[MATERIALS PROVIDED Boundary: Start]

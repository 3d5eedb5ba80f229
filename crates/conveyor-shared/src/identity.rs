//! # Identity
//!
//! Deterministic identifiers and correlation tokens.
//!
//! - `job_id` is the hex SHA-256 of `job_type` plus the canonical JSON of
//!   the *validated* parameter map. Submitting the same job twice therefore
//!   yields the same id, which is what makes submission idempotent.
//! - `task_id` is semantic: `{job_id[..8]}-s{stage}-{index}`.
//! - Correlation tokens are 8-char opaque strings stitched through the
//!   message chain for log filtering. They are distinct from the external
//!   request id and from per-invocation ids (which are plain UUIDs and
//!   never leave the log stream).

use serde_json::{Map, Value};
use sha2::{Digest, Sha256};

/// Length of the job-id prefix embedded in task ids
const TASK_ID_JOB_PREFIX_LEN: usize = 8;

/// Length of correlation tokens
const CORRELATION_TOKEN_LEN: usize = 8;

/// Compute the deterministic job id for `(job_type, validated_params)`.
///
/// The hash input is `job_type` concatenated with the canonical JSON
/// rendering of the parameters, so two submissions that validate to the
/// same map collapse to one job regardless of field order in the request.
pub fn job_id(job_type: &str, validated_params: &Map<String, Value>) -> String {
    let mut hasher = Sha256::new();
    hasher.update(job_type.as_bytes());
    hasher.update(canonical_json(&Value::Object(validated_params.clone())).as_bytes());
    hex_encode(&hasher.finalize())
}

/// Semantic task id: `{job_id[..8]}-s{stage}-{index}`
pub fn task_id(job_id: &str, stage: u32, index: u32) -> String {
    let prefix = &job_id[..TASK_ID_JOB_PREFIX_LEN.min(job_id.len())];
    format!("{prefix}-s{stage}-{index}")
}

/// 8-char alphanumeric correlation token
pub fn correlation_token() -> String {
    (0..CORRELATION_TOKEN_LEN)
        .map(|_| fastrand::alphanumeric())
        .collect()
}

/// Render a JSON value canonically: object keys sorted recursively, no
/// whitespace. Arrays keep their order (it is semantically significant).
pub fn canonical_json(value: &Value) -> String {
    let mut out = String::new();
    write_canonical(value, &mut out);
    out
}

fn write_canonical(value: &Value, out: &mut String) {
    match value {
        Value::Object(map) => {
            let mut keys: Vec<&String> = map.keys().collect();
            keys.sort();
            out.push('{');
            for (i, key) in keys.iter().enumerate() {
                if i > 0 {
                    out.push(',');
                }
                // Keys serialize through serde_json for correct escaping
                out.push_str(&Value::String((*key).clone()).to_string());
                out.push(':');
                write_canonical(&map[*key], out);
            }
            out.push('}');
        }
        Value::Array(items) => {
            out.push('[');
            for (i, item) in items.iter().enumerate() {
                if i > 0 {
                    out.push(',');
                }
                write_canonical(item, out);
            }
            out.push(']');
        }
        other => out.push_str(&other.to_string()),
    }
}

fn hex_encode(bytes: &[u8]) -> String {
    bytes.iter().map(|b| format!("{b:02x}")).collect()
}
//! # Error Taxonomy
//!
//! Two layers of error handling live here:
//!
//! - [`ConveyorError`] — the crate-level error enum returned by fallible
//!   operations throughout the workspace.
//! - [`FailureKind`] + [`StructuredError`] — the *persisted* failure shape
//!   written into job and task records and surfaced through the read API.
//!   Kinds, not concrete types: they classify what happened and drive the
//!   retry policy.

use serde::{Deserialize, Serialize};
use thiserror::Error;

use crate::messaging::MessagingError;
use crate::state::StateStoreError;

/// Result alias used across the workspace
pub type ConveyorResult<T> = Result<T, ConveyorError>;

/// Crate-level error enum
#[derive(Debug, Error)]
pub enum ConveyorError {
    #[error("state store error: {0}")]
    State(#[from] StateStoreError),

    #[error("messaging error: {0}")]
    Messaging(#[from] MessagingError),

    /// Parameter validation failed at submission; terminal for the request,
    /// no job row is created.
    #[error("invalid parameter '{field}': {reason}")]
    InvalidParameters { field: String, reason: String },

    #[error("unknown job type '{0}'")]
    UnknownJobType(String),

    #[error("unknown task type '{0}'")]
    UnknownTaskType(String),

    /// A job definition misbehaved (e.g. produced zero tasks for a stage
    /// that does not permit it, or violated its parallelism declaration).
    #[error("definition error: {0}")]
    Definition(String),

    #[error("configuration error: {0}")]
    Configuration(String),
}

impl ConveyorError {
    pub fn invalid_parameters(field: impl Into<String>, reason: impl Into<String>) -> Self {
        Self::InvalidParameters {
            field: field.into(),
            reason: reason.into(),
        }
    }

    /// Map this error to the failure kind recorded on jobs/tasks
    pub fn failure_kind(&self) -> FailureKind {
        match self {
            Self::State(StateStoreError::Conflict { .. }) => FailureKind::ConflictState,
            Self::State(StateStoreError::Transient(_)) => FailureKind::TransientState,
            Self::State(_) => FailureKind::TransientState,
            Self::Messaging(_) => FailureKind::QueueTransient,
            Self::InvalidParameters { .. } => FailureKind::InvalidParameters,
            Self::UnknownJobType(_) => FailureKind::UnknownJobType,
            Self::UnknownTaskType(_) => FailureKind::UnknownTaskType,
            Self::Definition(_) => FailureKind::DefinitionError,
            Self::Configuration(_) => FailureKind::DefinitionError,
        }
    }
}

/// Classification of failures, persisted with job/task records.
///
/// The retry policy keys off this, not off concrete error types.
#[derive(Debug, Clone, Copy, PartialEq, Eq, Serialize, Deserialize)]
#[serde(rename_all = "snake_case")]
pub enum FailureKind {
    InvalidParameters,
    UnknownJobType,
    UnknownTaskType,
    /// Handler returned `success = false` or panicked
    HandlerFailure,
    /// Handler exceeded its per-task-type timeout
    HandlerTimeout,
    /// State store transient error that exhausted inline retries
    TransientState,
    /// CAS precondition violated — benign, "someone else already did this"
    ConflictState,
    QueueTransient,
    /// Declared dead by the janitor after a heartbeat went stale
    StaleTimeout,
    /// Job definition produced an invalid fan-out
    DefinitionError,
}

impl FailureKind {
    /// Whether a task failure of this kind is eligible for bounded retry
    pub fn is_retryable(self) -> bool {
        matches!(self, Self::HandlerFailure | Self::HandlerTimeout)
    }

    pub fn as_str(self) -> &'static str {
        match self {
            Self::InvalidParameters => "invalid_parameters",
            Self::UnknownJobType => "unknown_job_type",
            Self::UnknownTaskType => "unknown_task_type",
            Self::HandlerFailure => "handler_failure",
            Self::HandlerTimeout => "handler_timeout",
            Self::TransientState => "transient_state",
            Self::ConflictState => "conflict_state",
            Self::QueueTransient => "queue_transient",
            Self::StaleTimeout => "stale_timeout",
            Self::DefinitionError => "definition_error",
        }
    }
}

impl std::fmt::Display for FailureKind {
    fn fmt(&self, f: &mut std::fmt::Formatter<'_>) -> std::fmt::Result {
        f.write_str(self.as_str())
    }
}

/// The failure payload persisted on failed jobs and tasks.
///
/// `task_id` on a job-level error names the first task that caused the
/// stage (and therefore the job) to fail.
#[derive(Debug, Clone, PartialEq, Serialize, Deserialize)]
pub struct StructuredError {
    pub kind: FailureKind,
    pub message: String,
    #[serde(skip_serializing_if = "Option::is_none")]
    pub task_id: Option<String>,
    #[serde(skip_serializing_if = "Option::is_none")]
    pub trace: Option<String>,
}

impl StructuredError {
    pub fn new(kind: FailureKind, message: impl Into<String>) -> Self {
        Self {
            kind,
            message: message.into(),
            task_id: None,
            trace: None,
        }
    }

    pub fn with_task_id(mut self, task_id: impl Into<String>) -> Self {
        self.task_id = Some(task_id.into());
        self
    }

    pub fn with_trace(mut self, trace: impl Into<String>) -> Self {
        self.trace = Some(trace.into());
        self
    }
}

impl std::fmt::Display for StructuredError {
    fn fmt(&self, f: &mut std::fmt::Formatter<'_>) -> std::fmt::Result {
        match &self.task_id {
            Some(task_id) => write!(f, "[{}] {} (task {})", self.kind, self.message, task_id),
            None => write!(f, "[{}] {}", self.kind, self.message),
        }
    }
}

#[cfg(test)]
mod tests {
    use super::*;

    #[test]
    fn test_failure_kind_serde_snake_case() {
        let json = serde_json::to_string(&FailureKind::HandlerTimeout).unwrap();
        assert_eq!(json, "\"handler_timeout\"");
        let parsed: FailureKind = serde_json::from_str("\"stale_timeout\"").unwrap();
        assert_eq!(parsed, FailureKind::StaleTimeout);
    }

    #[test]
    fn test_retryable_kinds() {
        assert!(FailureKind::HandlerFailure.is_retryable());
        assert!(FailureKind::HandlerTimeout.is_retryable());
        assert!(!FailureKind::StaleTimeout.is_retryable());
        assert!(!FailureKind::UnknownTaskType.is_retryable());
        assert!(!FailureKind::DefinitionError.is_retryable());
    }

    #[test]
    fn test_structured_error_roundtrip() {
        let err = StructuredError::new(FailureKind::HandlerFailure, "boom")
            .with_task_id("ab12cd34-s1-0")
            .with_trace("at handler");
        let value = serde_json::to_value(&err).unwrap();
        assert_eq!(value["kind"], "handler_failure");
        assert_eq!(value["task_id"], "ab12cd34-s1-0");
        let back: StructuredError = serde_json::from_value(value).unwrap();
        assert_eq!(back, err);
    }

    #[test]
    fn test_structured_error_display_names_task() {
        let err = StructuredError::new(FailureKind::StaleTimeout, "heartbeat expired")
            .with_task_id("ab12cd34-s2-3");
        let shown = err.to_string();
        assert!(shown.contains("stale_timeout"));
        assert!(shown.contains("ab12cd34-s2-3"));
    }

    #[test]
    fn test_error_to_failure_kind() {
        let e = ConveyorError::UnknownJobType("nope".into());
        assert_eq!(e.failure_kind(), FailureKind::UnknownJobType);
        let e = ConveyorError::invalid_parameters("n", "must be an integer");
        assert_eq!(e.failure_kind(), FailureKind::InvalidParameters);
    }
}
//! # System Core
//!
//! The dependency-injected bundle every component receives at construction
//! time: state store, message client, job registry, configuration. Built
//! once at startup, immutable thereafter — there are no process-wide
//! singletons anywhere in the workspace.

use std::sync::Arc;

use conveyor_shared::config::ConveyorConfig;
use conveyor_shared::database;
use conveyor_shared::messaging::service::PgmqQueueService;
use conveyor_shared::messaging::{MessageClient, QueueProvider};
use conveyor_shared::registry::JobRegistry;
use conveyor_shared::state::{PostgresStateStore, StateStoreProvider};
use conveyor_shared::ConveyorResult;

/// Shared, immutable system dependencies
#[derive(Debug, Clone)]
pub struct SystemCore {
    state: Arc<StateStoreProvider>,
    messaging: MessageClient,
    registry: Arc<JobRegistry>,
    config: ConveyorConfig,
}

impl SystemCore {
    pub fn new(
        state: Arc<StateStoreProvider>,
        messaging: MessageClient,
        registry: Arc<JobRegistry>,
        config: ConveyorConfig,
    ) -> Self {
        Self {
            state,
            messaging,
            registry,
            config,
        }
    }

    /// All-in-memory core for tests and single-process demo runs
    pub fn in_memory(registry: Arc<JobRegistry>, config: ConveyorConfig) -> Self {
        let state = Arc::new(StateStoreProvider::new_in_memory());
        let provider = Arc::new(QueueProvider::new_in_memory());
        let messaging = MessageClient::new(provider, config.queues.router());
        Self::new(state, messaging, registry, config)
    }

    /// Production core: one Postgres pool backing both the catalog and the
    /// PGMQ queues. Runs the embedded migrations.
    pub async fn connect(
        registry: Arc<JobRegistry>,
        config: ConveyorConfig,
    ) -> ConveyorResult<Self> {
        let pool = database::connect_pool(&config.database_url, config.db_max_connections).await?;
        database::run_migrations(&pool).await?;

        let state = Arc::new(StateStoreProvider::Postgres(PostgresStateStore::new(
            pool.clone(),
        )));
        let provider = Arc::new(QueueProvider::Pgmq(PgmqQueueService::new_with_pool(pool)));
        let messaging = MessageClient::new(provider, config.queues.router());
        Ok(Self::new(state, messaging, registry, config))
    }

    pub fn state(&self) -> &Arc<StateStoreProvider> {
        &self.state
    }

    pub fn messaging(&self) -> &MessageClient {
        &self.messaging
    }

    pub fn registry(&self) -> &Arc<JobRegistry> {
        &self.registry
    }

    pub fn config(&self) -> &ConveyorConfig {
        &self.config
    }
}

[MATERIALS PROVIDED Boundary: End]
[MATERIALS PROVIDED Boundary: Start]

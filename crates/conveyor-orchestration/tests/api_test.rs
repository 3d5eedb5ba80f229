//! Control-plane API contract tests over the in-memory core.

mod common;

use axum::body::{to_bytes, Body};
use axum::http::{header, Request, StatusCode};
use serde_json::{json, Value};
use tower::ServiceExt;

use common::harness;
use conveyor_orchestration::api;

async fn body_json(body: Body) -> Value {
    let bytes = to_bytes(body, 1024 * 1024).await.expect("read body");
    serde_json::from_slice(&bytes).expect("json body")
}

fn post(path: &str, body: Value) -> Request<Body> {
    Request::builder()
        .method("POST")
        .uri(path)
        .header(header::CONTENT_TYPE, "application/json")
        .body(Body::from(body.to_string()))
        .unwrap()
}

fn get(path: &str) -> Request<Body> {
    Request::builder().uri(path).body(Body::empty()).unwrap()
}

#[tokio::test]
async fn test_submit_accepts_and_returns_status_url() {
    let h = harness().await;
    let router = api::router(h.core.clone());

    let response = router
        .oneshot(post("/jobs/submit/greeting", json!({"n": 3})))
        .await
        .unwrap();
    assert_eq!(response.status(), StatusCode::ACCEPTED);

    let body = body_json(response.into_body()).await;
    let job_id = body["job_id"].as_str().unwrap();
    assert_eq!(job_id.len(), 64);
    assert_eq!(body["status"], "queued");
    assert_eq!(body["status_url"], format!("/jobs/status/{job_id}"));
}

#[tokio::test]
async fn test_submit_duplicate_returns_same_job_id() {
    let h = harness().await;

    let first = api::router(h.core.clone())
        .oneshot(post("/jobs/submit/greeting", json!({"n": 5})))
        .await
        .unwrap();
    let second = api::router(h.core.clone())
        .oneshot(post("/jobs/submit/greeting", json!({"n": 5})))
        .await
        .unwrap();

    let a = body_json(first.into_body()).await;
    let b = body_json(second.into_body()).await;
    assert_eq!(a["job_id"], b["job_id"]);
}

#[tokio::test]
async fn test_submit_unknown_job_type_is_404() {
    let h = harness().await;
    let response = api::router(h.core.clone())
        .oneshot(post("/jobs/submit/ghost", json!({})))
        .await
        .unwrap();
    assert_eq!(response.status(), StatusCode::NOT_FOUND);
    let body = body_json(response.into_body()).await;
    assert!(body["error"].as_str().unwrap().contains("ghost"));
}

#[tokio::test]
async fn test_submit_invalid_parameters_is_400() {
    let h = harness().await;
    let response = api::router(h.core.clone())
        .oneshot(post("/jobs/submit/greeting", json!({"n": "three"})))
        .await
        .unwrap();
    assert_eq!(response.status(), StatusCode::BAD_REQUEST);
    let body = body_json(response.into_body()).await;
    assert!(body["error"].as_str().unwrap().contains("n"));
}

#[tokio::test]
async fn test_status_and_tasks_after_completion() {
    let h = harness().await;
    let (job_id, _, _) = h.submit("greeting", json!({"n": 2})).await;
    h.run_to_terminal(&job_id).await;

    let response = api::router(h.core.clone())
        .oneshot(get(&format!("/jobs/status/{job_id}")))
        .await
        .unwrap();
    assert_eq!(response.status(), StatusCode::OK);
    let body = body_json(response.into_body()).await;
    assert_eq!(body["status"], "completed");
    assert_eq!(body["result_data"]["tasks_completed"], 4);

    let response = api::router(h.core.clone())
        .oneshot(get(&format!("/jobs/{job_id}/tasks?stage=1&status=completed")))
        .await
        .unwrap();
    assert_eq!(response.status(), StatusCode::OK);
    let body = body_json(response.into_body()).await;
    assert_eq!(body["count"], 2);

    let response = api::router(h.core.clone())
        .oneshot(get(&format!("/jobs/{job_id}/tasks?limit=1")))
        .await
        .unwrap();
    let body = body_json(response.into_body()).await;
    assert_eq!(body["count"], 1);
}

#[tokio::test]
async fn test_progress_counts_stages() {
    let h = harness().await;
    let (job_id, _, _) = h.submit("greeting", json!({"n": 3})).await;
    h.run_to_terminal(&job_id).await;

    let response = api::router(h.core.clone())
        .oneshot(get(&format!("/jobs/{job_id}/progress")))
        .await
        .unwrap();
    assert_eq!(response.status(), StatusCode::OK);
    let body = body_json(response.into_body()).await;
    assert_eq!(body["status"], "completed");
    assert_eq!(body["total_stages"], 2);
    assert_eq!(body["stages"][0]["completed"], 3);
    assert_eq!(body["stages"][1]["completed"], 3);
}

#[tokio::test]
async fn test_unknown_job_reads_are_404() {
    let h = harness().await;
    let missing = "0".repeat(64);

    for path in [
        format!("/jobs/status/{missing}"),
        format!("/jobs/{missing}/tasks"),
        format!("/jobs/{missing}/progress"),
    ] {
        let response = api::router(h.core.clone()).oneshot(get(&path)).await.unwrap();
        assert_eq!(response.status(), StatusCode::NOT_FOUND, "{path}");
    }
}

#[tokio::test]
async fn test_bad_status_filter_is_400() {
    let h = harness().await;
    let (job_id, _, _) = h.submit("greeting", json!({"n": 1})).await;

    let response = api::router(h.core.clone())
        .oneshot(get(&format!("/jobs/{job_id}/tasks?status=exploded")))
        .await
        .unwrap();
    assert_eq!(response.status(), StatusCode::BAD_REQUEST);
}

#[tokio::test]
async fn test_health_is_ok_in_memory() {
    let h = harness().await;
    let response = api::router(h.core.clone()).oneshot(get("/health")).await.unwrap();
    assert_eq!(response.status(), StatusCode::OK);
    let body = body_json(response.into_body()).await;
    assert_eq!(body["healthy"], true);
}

[MATERIALS PROVIDED Boundary: End]

▸ EXERCISE
Find all the lines containing "StaleTimeout" in the material, then copy them.

▸ PROBLEM SOLUTION
    StaleTimeout,
            Self::StaleTimeout => "stale_timeout",
        assert_eq!(parsed, FailureKind::StaleTimeout);
        assert!(!FailureKind::StaleTimeout.is_retryable());
        let err = StructuredError::new(FailureKind::StaleTimeout, "heartbeat expired")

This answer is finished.